To carry it a little further, we, Kelly — the Tonawanda News city editor at the time — and Carmella Simon bought the house from Judge Anthony Brick and his wife, Lois, in 1957. They bought the “Cole” house next door at 73 Christiana St., where they lived with their seven children: Dan, Anthony, Kevin, Gwilym, Brendan, Mary Lois and Regis.
“Hank” and Dolores Brick Gosch already lived on the third floor when we bought the house. Hank, who worked in the offices of Balling Bros., was a very talented carpenter and it was he who remodeled the whole third floor into a large and very unique apartment. Hank, Dolores and their daughter, Lynette, lived there until 1959.

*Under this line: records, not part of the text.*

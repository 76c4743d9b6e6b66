use thiserror::Error;

/// # Summary
/// 通知服务错误枚举。
///
/// # Invariants
/// - 必须通过 `thiserror` 派生 `Error` trait。
#[derive(Error, Debug)]
pub enum NotifyError {
    /// 网络连接或 SMTP 会话错误
    #[error("Network error: {0}")]
    Network(String),

    /// 配置错误 (如缺少账号、地址非法)
    #[error("Configuration error: {0}")]
    Config(String),

    /// 邮件构建或服务端拒收
    #[error("Platform error: {0}")]
    Platform(String),
}
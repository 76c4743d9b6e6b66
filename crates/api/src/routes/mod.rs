//! # 路由控制器
//!
//! - `history`: 股票列表与单只股票的热度看板。
//! - `targets`: 目标清单上传。
//! - `alert`: 报警规则修改。

pub mod alert;
pub mod history;
pub mod targets;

The photo in the paper was actually a view of the right side of the house. The drawing was a better depiction, although the porches had been removed when we bought it.
The 65 Christiana St. house was one of the many beautiful old homes in the Christiana/Goundry area. It boasted marble window sills, marble thresholds, stained glass windows in the dining room and on the spacious landing on the main stairway. There was also another wide stairway in the back that led to the second and third floor.
There was a dumbwaiter in the kitchen that was converted into a small closet. We remodeled the spacious kitchen to include a dishwasher, disposal and an island. The huge breakfast room had a large bay window which looked onto the backyard. The three-car garage was converted from the carriage house.
The floor and wainscoting in the dining room were birdseye maple. The Bricks did the laborious job of bringing all the solid oak woodwork to its natural color. Most of the windows in the house were plate glass, and it was a major project to change the storm windows (more than 35) every year.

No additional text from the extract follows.